LLMs Excel at Spatial Transfer But Fail Systematically at Length Scaling in Planning Tasks

Language models can successfully apply learned problem-solving strategies to novel spatial layouts but consistently fail when problems require longer planning horizons, according to new research published April 16, 2026 on arXiv. The study reveals that current AI architectures face fundamental limitations in sequential reasoning that cannot be overcome through better training or inference techniques alone.

Researchers Yao Tong, Jiayuan Ye, Anastasia Borovykh, and Reza Shokri designed a controlled synthetic environment based on shortest-path planning to cleanly separate two orthogonal axes of generalization: spatial transfer to unseen maps and length scaling to longer-horizon problems.

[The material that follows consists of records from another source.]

//! Large object values and the side store that holds externalized payloads.
//!
//! A [`Lob`] is either inline bytes, a stream still owned by the connector
//! that produced it, or a key into a [`LobStore`]. Stores are content
//! addressed: the key is the SHA-256 of the payload.

use std::collections::HashMap;
use std::fmt;
use std::io::Write;
use std::path::{Path, PathBuf};
use std::sync::Arc;

use parking_lot::Mutex;
use sha2::{Digest, Sha256};
use sluice_error::{ErrorCode, SluiceError};
use tracing::{debug, warn};

#[derive(Debug, thiserror::Error)]
pub enum LobError {
    #[error("LOB store I/O failed: {0}")]
    Io(#[from] std::io::Error),
    #[error("LOB {0} not found in store")]
    NotFound(String),
    #[error("LOB source failed: {0}")]
    Source(String),
}

impl From<LobError> for SluiceError {
    fn from(err: LobError) -> Self {
        SluiceError::new(ErrorCode::LobUnavailable, err.to_string())
    }
}

/// A connector-owned large object that can be read without materializing it.
pub trait LobSource: Send + Sync {
    /// Total length in bytes, when known up front.
    fn length(&self) -> Option<u64>;

    /// Reads up to `len` bytes at `offset`. An empty result means end of data.
    fn read(&self, offset: u64, len: usize) -> Result<Vec<u8>, LobError>;

    /// Whether the source is only valid while the connector call is open and
    /// must therefore be copied into a backing store before it is kept.
    fn requires_spill(&self) -> bool {
        false
    }
}

/// Key of a payload held by a [`LobStore`].
#[derive(Debug, Clone, PartialEq, Eq, Hash)]
pub struct LobKey(pub String);

impl fmt::Display for LobKey {
    fn fmt(&self, f: &mut fmt::Formatter<'_>) -> fmt::Result {
        f.write_str(&self.0)
    }
}

#[derive(Clone)]
pub enum Lob {
    Inline(Arc<[u8]>),
    Streamed(Arc<dyn LobSource>),
    Stored(LobKey),
}

impl Lob {
    pub fn inline(bytes: Vec<u8>) -> Self {
        Lob::Inline(Arc::from(bytes))
    }

    pub fn is_streamed(&self) -> bool {
        matches!(self, Lob::Streamed(_))
    }

    /// Payload length when it is known without reading the payload.
    pub fn length(&self) -> Option<u64> {
        match self {
            Lob::Inline(bytes) => Some(bytes.len() as u64),
            Lob::Streamed(source) => source.length(),
            Lob::Stored(_) => None,
        }
    }

    pub fn describe(&self) -> String {
        match self {
            Lob::Inline(bytes) => format!("inline:{}", content_key(bytes)),
            Lob::Streamed(source) => format!("streamed:{:p}", Arc::as_ptr(source)),
            Lob::Stored(key) => format!("stored:{}", key),
        }
    }

    /// Reads one chunk starting at `offset`; an empty chunk means end of data.
    pub fn read_chunk(
        &self,
        store: &dyn LobStore,
        offset: u64,
        len: usize,
    ) -> Result<Vec<u8>, LobError> {
        match self {
            Lob::Inline(bytes) => Ok(slice_at(bytes, offset, len)),
            Lob::Streamed(source) => source.read(offset, len),
            Lob::Stored(key) => store.read(key, offset, len),
        }
    }

    /// Reads the whole payload.
    pub fn materialize(&self, store: &dyn LobStore) -> Result<Vec<u8>, LobError> {
        match self {
            Lob::Inline(bytes) => Ok(bytes.to_vec()),
            Lob::Stored(key) => store.get(key),
            Lob::Streamed(source) => {
                let mut out = Vec::new();
                loop {
                    let chunk = source.read(out.len() as u64, 64 * 1024)?;
                    if chunk.is_empty() {
                        break;
                    }
                    out.extend_from_slice(&chunk);
                }
                Ok(out)
            }
        }
    }
}

impl fmt::Debug for Lob {
    fn fmt(&self, f: &mut fmt::Formatter<'_>) -> fmt::Result {
        match self {
            Lob::Inline(bytes) => write!(f, "Lob::Inline({} bytes)", bytes.len()),
            Lob::Streamed(source) => write!(f, "Lob::Streamed(length={:?})", source.length()),
            Lob::Stored(key) => write!(f, "Lob::Stored({})", key),
        }
    }
}

impl PartialEq for Lob {
    fn eq(&self, other: &Self) -> bool {
        match (self, other) {
            (Lob::Inline(a), Lob::Inline(b)) => a == b,
            (Lob::Stored(a), Lob::Stored(b)) => a == b,
            (Lob::Streamed(a), Lob::Streamed(b)) => Arc::ptr_eq(a, b),
            _ => false,
        }
    }
}

fn slice_at(bytes: &[u8], offset: u64, len: usize) -> Vec<u8> {
    let start = usize::try_from(offset).unwrap_or(usize::MAX).min(bytes.len());
    let end = start.saturating_add(len).min(bytes.len());
    bytes[start..end].to_vec()
}

/// SHA-256 hex digest used as the content address of a payload.
pub fn content_key(bytes: &[u8]) -> String {
    let mut hasher = Sha256::new();
    hasher.update(bytes);
    format!("{:x}", hasher.finalize())
}

/// Side store for externalized LOB payloads.
pub trait LobStore: Send + Sync {
    fn put(&self, bytes: &[u8]) -> Result<LobKey, LobError>;

    fn get(&self, key: &LobKey) -> Result<Vec<u8>, LobError>;

    fn read(&self, key: &LobKey, offset: u64, len: usize) -> Result<Vec<u8>, LobError> {
        Ok(slice_at(&self.get(key)?, offset, len))
    }

    fn remove(&self, key: &LobKey) -> Result<(), LobError>;
}

/// Keeps payloads in process memory.
#[derive(Default)]
pub struct MemoryLobStore {
    payloads: Mutex<HashMap<LobKey, Arc<[u8]>>>,
}

impl MemoryLobStore {
    pub fn new() -> Self {
        Self::default()
    }

    pub fn len(&self) -> usize {
        self.payloads.lock().len()
    }

    pub fn is_empty(&self) -> bool {
        self.len() == 0
    }
}

impl LobStore for MemoryLobStore {
    fn put(&self, bytes: &[u8]) -> Result<LobKey, LobError> {
        let key = LobKey(content_key(bytes));
        self.payloads
            .lock()
            .entry(key.clone())
            .or_insert_with(|| Arc::from(bytes));
        Ok(key)
    }

    fn get(&self, key: &LobKey) -> Result<Vec<u8>, LobError> {
        self.payloads
            .lock()
            .get(key)
            .map(|bytes| bytes.to_vec())
            .ok_or_else(|| LobError::NotFound(key.to_string()))
    }

    fn remove(&self, key: &LobKey) -> Result<(), LobError> {
        self.payloads.lock().remove(key);
        Ok(())
    }
}

/// Keeps payloads as files in a directory, one file per content key.
pub struct FileLobStore {
    directory: PathBuf,
}

impl FileLobStore {
    pub fn new(directory: impl Into<PathBuf>) -> Result<Self, LobError> {
        let directory = directory.into();
        std::fs::create_dir_all(&directory)?;
        debug!(target: "cache", directory = ?directory, "Opened file LOB store");
        Ok(Self { directory })
    }

    fn path_for(&self, key: &LobKey) -> PathBuf {
        self.directory.join(format!("{}.lob", key.0))
    }

    pub fn directory(&self) -> &Path {
        &self.directory
    }
}

impl LobStore for FileLobStore {
    fn put(&self, bytes: &[u8]) -> Result<LobKey, LobError> {
        let key = LobKey(content_key(bytes));
        let path = self.path_for(&key);
        if path.exists() {
            return Ok(key);
        }

        // One temporary file per writer, renamed into place
        let mut tmp = tempfile::NamedTempFile::new_in(&self.directory)?;
        tmp.write_all(bytes)?;
        tmp.persist(&path).map_err(|e| LobError::Io(e.error))?;
        Ok(key)
    }

    fn get(&self, key: &LobKey) -> Result<Vec<u8>, LobError> {
        match std::fs::read(self.path_for(key)) {
            Ok(bytes) => Ok(bytes),
            Err(e) if e.kind() == std::io::ErrorKind::NotFound => {
                Err(LobError::NotFound(key.to_string()))
            }
            Err(e) => Err(e.into()),
        }
    }

    fn remove(&self, key: &LobKey) -> Result<(), LobError> {
        match std::fs::remove_file(self.path_for(key)) {
            Ok(()) => Ok(()),
            Err(e) if e.kind() == std::io::ErrorKind::NotFound => Ok(()),
            Err(e) => {
                warn!(target: "cache", key = %key, error = %e, "Failed to delete LOB file");
                Err(e.into())
            }
        }
    }
}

Spatial Transfer Succeeds, Length Scaling Fails

The research produced a striking divergence in capabilities. Models exhibited strong spatial transfer—they successfully applied learned shortest-path strategies to novel spatial layouts they hadn't encountered during training. This suggests the models learn generalizable spatial reasoning patterns rather than memorizing specific configurations.

However, models consistently failed under length scaling due to what the researchers term "recursive instability." When problems required longer planning horizons, errors accumulated across extended solution sequences, causing systematic failure. This limitation persisted regardless of the training or inference approach used.

Pipeline Stages Influence Systematic Problem-Solving Differently

The study revealed how distinct stages of the learning pipeline influence systematic problem-solving capabilities in fundamentally different ways. Data coverage sets capability limits, defining what problems are solvable in principle. Reinforcement learning improves training stability but does not expand those fundamental limits. Inference-time scaling enhances performance within existing capabilities but cannot rescue length-scaling failures.

According to the paper's abstract: "Data coverage sets capability limits; reinforcement learning improves training stability but does not expand those limits; and inference-time scaling enhances performance but cannot rescue length-scaling failures."

Architectural Limitations Beyond Training Fixes

The findings suggest that systematic generalization failures aren't simply fixable through better training techniques or more compute at inference time. Some fundamental limitations persist that prevent models from reliably solving increasingly complex versions of the same problem class, even when they've mastered simpler variants.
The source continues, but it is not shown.